## [WORK TO BE COMPLETED]
Where does the word "Ordering" appear in the data? Copy every line that holds it.

## [MATERIAL PROVIDED]
⟨

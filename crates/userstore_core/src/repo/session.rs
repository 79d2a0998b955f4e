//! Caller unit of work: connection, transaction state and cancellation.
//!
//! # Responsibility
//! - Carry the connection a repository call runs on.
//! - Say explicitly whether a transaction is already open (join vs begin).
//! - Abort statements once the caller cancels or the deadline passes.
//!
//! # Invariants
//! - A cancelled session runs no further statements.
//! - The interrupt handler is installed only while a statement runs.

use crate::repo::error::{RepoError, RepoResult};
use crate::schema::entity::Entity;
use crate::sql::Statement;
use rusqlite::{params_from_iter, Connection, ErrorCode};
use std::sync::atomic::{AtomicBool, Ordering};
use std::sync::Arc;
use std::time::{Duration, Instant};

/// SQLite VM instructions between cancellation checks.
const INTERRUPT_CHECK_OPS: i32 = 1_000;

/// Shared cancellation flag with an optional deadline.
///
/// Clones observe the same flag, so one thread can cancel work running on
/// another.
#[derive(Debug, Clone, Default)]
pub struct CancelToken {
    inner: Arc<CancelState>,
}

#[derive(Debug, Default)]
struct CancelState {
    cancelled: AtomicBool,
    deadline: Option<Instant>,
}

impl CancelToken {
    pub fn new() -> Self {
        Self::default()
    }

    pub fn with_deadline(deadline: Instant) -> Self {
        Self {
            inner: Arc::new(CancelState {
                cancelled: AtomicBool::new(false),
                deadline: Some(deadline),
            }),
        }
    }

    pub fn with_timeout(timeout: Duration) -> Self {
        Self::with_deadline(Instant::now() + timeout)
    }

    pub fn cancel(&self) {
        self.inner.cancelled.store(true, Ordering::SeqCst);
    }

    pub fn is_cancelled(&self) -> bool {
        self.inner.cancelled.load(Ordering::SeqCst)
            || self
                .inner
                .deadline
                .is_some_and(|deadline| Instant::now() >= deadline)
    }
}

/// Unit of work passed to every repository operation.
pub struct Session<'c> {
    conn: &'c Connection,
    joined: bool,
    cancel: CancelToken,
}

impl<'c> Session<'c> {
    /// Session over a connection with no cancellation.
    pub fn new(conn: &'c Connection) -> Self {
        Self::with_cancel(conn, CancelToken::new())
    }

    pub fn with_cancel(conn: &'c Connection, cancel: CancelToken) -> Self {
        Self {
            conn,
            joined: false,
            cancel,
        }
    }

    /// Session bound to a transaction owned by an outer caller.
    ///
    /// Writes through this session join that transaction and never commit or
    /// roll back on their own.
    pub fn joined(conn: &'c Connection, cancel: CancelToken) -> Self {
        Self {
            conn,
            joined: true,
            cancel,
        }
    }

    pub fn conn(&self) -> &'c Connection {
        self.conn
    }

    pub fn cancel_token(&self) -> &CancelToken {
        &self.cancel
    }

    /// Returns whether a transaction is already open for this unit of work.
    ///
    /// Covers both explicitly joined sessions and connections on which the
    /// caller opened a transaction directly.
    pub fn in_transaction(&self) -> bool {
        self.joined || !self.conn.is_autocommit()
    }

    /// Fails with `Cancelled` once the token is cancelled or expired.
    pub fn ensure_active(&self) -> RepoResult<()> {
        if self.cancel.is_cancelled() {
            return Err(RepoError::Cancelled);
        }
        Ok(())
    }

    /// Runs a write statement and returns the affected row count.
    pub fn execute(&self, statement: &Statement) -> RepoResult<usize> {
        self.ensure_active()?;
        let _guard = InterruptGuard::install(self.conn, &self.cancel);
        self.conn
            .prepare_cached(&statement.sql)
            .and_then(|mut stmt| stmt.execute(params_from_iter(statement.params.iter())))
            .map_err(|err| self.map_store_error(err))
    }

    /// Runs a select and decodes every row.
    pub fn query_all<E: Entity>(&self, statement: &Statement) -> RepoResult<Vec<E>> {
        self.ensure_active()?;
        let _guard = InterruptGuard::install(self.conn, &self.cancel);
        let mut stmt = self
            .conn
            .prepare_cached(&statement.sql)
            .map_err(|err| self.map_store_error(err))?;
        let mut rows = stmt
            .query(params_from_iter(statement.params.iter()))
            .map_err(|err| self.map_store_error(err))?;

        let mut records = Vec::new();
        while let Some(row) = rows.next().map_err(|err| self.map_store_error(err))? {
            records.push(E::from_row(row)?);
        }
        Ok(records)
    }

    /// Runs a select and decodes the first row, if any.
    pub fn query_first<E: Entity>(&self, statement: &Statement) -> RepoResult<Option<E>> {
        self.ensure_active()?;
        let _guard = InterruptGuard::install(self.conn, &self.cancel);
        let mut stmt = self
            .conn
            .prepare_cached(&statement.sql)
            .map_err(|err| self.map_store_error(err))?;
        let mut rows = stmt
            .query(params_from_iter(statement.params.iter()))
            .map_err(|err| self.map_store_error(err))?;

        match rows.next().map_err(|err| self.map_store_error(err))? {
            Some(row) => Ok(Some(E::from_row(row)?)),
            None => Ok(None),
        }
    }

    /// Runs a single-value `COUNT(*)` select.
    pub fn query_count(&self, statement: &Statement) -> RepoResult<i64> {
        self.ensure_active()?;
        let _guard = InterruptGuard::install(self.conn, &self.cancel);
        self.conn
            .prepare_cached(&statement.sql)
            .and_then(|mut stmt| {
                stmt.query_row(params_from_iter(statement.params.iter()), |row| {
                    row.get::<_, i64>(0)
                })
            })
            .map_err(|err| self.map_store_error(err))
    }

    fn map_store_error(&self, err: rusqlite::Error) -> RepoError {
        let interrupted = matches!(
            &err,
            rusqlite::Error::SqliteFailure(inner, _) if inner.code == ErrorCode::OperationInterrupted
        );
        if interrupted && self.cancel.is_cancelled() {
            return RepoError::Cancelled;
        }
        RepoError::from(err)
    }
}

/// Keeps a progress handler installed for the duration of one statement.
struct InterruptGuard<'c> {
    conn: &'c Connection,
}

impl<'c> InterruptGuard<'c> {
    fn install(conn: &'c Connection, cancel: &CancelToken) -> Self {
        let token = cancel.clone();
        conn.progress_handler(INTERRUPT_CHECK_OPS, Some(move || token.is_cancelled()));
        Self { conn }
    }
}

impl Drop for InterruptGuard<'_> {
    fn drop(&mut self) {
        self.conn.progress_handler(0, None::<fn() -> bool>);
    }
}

⟩

## [TASK RESPONSE]
use std::sync::atomic::{AtomicBool, Ordering};
        self.inner.cancelled.store(true, Ordering::SeqCst);
        self.inner.cancelled.load(Ordering::SeqCst)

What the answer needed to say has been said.